A modified black-market biodigital, the drug is designed for direct softwire delivery to the neocortex. It’s cleaner that way—no messy pills, liquids, or combustible materials—the equivalent of chemical acupuncture. The delivery system is a type of wireless RNA activated by a molectronic switch. Under normal conditions the riboswitch is inactive. Under the influence of the right narrow-band signal, the protein changes shape for the duration of the squirt. This new shape tells ribosomes to start producing the drug, which is synapse-specific and gengineered to nuke certain neurotransmitters. The resulting fallout induces a pleasant state of zazen. His mind fills with a mushroom cloud of well-being that obliterates all guilt, self-loathing, and the desire to give the antiquated Winchester twelve-gauge semiautomatic mounted on the wall a blow job.
The best way to do White Rain is in front of the window that looks out over Tiresias. From his second-level arcology room, he has a view of the comet’s icy horizon and the stars beyond. What he likes about the window is that he doesn’t have to close his eyes to imagine what pre-ecocaust Texas used to look like following a snowstorm. The sky crystal clear, the ground as white and pure as a freshly washed bedsheet.

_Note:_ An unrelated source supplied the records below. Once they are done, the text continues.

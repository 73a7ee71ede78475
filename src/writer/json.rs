/*!
 * JSON output
 */

use std::path::Path;

use serde::Serialize;

use super::Gathered;
use crate::error::Result;
use crate::exclude::ExclusionMatcher;
use crate::types::Document;

#[derive(Serialize)]
struct JsonOutput<'a> {
    #[serde(skip_serializing_if = "Option::is_none")]
    folder_structure: Option<String>,
    documents: &'a [Document],
}

/// Render a pretty-printed object with `folder_structure` and `documents`
pub fn format_json(root: &Path, matcher: &ExclusionMatcher, include_structure: bool) -> Result<String> {
    let gathered = Gathered::new(root, matcher, include_structure);
    let output = JsonOutput {
        folder_structure: gathered.tree.as_ref().map(ToString::to_string),
        documents: &gathered.documents,
    };
    Ok(serde_json::to_string_pretty(&output)?)
}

Rexx preps the dose online, via his wraparounds. The virtual interface he’s set up resembles the artfully restored Philco Predicta he saw in a tech history museum. The twenty-one-inch screen is large and chubby faced, the pedestal-mounted dials sleek. Switching channels in a predefined combination, 2–7–4, accesses the digital sequence for the drug and transmits it. Turning up the volume increases the dose. Some days the volume needs to be louder than others, to drown out the voices prowling the perimeter of his consciousness. Otherwise the clamor is unbearable.

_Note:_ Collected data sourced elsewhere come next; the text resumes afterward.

use campaign_engine::{
    ArmyStack, Bonus, CampaignDefinition, CampaignError, CampaignGraph, CampaignHeader,
    CampaignState, HeroId, HeroInstance, Placement, PlayerColor, PrimarySkills, Scenario,
    ScenarioId, ScenarioStatus, deserialize, serialize,
};
use smallvec::smallvec;
use std::collections::{BTreeMap, BTreeSet};
use std::sync::Arc;

const RED: PlayerColor = PlayerColor(0);

fn id(n: u8) -> ScenarioId {
    ScenarioId(n)
}

fn load_sample() -> Arc<CampaignDefinition> {
    Arc::new(
        CampaignDefinition::from_json(include_str!("../../assets/campaigns/sample.json")).unwrap(),
    )
}

fn sample_state() -> CampaignState {
    let definition = load_sample();
    let blobs = definition
        .graph()
        .iter()
        .map(|(id, scenario)| (id, scenario.map_name.as_bytes().to_vec()))
        .collect();
    CampaignState::new(definition, blobs).unwrap()
}

fn hero(n: u32, experience: u64) -> HeroInstance {
    HeroInstance {
        id: HeroId(n),
        owner: RED,
        name: format!("hero-{n}"),
        experience,
        ..HeroInstance::default()
    }
}

fn assert_round_trip(state: &CampaignState) {
    let bytes = serialize(state).unwrap();
    let restored = deserialize(&bytes).unwrap();
    assert_eq!(&restored, state);
}

fn minimal_pair() -> CampaignState {
    let graph = CampaignGraph::new([
        (id(0), Scenario::named("a")),
        (id(1), Scenario::named("b").requiring([id(0)])),
    ])
    .unwrap();
    let header = CampaignHeader {
        name: "pair".to_string(),
        ..CampaignHeader::default()
    };
    let definition = Arc::new(CampaignDefinition::new(header, graph));
    CampaignState::new(definition, BTreeMap::new()).unwrap()
}

#[test]
fn second_scenario_unlocks_after_first_is_conquered() {
    let mut state = minimal_pair();
    assert!(state.is_available(id(0)));
    assert!(!state.is_available(id(1)));

    state.set_current_map(id(0)).unwrap();
    state.set_current_map_as_conquered(&[]).unwrap();

    assert!(!state.is_available(id(0)));
    assert!(state.is_available(id(1)));
    assert!(!state.is_campaign_finished());

    state.set_current_map(id(1)).unwrap();
    state.set_current_map_as_conquered(&[]).unwrap();
    assert!(state.is_campaign_finished());
    assert_eq!(state.conquered_order(), &[id(0), id(1)]);
}

#[test]
fn conquering_with_nothing_in_progress_is_rejected() {
    let mut state = minimal_pair();
    state.set_current_map(id(0)).unwrap();
    state.set_current_map_as_conquered(&[]).unwrap();
    let conquered = state.conquered_scenarios();

    assert_eq!(
        state.set_current_map_as_conquered(&[hero(1, 0)]),
        Err(CampaignError::NoActiveScenario)
    );
    assert_eq!(state.conquered_scenarios(), conquered);
    assert!(state.crossover_heroes(id(1)).is_empty());
}

#[test]
fn mutually_dependent_scenarios_are_malformed() {
    let result = CampaignGraph::new([
        (id(0), Scenario::named("a").requiring([id(1)])),
        (id(1), Scenario::named("b").requiring([id(0)])),
    ]);
    assert!(matches!(result, Err(CampaignError::MalformedGraph { .. })));
}

#[test]
fn sample_campaign_plays_through_with_crossover() {
    let mut state = sample_state();
    assert_eq!(state.available_scenarios(), vec![id(0)]);
    assert_eq!(state.scenario_status(id(3)), ScenarioStatus::Locked);
    assert_eq!(state.map_data(id(3)), Some(&b"march_capital.map"[..]));

    // Watchford: fixed bonus, two heroes survive.
    state.set_current_map(id(0)).unwrap();
    assert_eq!(state.bonus(id(0)), Some(Bonus::Building { building: 7 }));
    let mut knight = hero(1, 1_000);
    knight.primary = PrimarySkills {
        attack: 2,
        defense: 1,
        ..PrimarySkills::default()
    };
    knight.artifacts = vec![12, 99];
    knight.army = smallvec![
        ArmyStack {
            creature: 3,
            count: 10
        },
        ArmyStack {
            creature: 7,
            count: 4
        },
    ];
    let ranger = hero(2, 400);
    state
        .set_current_map_as_conquered(&[knight.clone(), ranger])
        .unwrap();
    assert_eq!(state.available_scenarios(), vec![id(1), id(2)]);
    assert_round_trip(&state);

    // Northholt: artifacts were not kept out of Watchford, creatures are
    // filtered by Northholt's allow-list.
    state.set_current_map(id(1)).unwrap();
    assert_eq!(state.scenario_status(id(1)), ScenarioStatus::InProgress);
    state.set_current_map_bonus(1).unwrap();
    assert_eq!(
        state.bonus(id(1)),
        Some(Bonus::Artifact {
            hero: -1,
            artifact: 12
        })
    );
    let available = state.heroes_available_for(id(1));
    assert_eq!(available.len(), 2);
    assert_eq!(available[0].experience, Some(1_000));
    assert!(available[0].artifacts.is_empty());
    assert_eq!(
        available[0].army.as_slice(),
        &[ArmyStack {
            creature: 3,
            count: 10
        }]
    );
    state
        .place_heroes(
            id(1),
            &[Placement {
                hero: HeroId(1),
                placeholder: 0,
            }],
        )
        .unwrap();
    let lost: Vec<HeroId> = state
        .lost_crossover_heroes(id(1))
        .iter()
        .map(|h| h.id)
        .collect();
    assert_eq!(lost, vec![HeroId(2)]);

    let mut veteran = knight.clone();
    veteran.experience = 5_000;
    veteran.artifacts = vec![12, 44, 99];
    state.set_current_map_as_conquered(&[veteran]).unwrap();
    assert_round_trip(&state);

    // Silvervale: hero crossover start, no choosable bonus.
    state.set_current_map(id(2)).unwrap();
    assert_eq!(
        state.set_current_map_bonus(0),
        Err(CampaignError::InvalidBonusIndex {
            scenario: id(2),
            index: 0,
            available: 0,
        })
    );
    let mut returning = knight;
    returning.experience = 3_000;
    returning.artifacts = vec![44, 90];
    let mut scout = hero(3, 500);
    scout.primary.attack = 10;
    state
        .set_current_map_as_conquered(&[returning, scout])
        .unwrap();

    // The Old Capital merges both branches; the later conquest wins for a
    // hero that finished both.
    assert_eq!(state.available_scenarios(), vec![id(3)]);
    state.set_current_map(id(3)).unwrap();
    let available = state.heroes_available_for(id(3));
    let ids: Vec<HeroId> = available.iter().map(|h| h.id).collect();
    assert_eq!(ids, vec![HeroId(1), HeroId(3)]);
    assert_eq!(available[0].experience, Some(3_000));
    assert!(available[0].primary.is_none());
    assert_eq!(available[0].artifacts, vec![44, 90]);
    assert!(available[1].primary.is_none());

    let before = state.clone();
    assert_eq!(
        state.place_heroes(
            id(3),
            &[
                Placement {
                    hero: HeroId(3),
                    placeholder: 1,
                },
                Placement {
                    hero: HeroId(9),
                    placeholder: 2,
                },
            ],
        ),
        Err(CampaignError::HeroNotEligible {
            scenario: id(3),
            hero: HeroId(9),
        })
    );
    assert_eq!(state, before);

    state
        .place_heroes(
            id(3),
            &[
                Placement {
                    hero: HeroId(3),
                    placeholder: 1,
                },
                Placement {
                    hero: HeroId(1),
                    placeholder: 0,
                },
            ],
        )
        .unwrap();
    assert_eq!(
        state.place_heroes(
            id(3),
            &[Placement {
                hero: HeroId(1),
                placeholder: 2,
            }],
        ),
        Err(CampaignError::HeroAlreadyPlaced {
            scenario: id(3),
            hero: HeroId(1),
        })
    );
    assert!(state.lost_crossover_heroes(id(3)).is_empty());
    assert_eq!(state.strongest_hero(id(3), RED).unwrap().id, HeroId(1));
    assert!(state.strongest_hero(id(3), PlayerColor(1)).is_none());

    state.set_current_map_bonus(3).unwrap();
    assert_eq!(state.set_current_map_as_conquered(&[]), Ok(id(3)));
    assert!(state.is_campaign_finished());
    assert_eq!(state.last_scenario(), Some(id(3)));
    assert!(state.available_scenarios().is_empty());
    assert_round_trip(&state);
}

#[test]
fn lost_and_placed_partition_the_available_heroes() {
    let mut state = sample_state();
    state.set_current_map(id(0)).unwrap();
    let survivors: Vec<HeroInstance> = (1..=5).map(|n| hero(n, u64::from(n) * 100)).collect();
    state.set_current_map_as_conquered(&survivors).unwrap();

    state.set_current_map(id(2)).unwrap();
    state
        .place_heroes(
            id(2),
            &[
                Placement {
                    hero: HeroId(2),
                    placeholder: 0,
                },
                Placement {
                    hero: HeroId(5),
                    placeholder: 1,
                },
            ],
        )
        .unwrap();

    let available: BTreeSet<HeroId> = state
        .heroes_available_for(id(2))
        .iter()
        .map(|h| h.id)
        .collect();
    let placed: BTreeSet<HeroId> = state.placed_heroes(id(2)).iter().map(|p| p.hero.id).collect();
    let lost: BTreeSet<HeroId> = state
        .lost_crossover_heroes(id(2))
        .iter()
        .map(|h| h.id)
        .collect();

    assert!(placed.is_disjoint(&lost));
    assert_eq!(placed.union(&lost).copied().collect::<BTreeSet<_>>(), available);
    assert_eq!(available.len(), 5);
}

#[test]
fn heroes_with_nothing_kept_still_travel() {
    let graph = CampaignGraph::new([
        (id(0), Scenario::named("bare")),
        (id(1), Scenario::named("next").requiring([id(0)])),
    ])
    .unwrap();
    let definition = Arc::new(CampaignDefinition::new(CampaignHeader::default(), graph));
    let mut state = CampaignState::new(definition, BTreeMap::new()).unwrap();
    state.set_current_map(id(0)).unwrap();
    let mut survivor = hero(4, 9_000);
    survivor.spells = BTreeSet::from([1, 2]);
    survivor.artifacts = vec![5];
    state.set_current_map_as_conquered(&[survivor]).unwrap();

    let available = state.heroes_available_for(id(1));
    assert_eq!(available.len(), 1);
    assert!(available[0].is_empty_carryover());
    assert_eq!(available[0].name, "hero-4");
}

#[test]
fn restart_returns_to_the_initial_state() {
    let fresh = sample_state();
    let mut state = fresh.clone();
    state.set_current_map(id(0)).unwrap();
    state.set_current_map_as_conquered(&[hero(1, 10)]).unwrap();
    state.set_current_map(id(1)).unwrap();
    state.set_current_map_bonus(0).unwrap();

    state.restart();
    assert_eq!(state, fresh);
}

Jelena is there, and Mathieu, as well as his father and his mother. All of the people who have followed him, dead or alive, to the edge of the solar system. Sometimes, if he’s not fast enough, faces appear on the screen, flickering rodeo images of Jelena sitting on a horse and Mathieu perched on a fence rail, waving.
To be sure that doesn’t happen, Rexx cranks the volume, ropes himself to a magnetic flux line in front of the window, and waits for the molectronic circuits wired in his brain to convert the digitally stored data into neural spooge.
Gradually his thoughts dull to a cathode ray flicker. The White Rain descends, big flakes that turn into water as soon as they hit the memories, washing them away.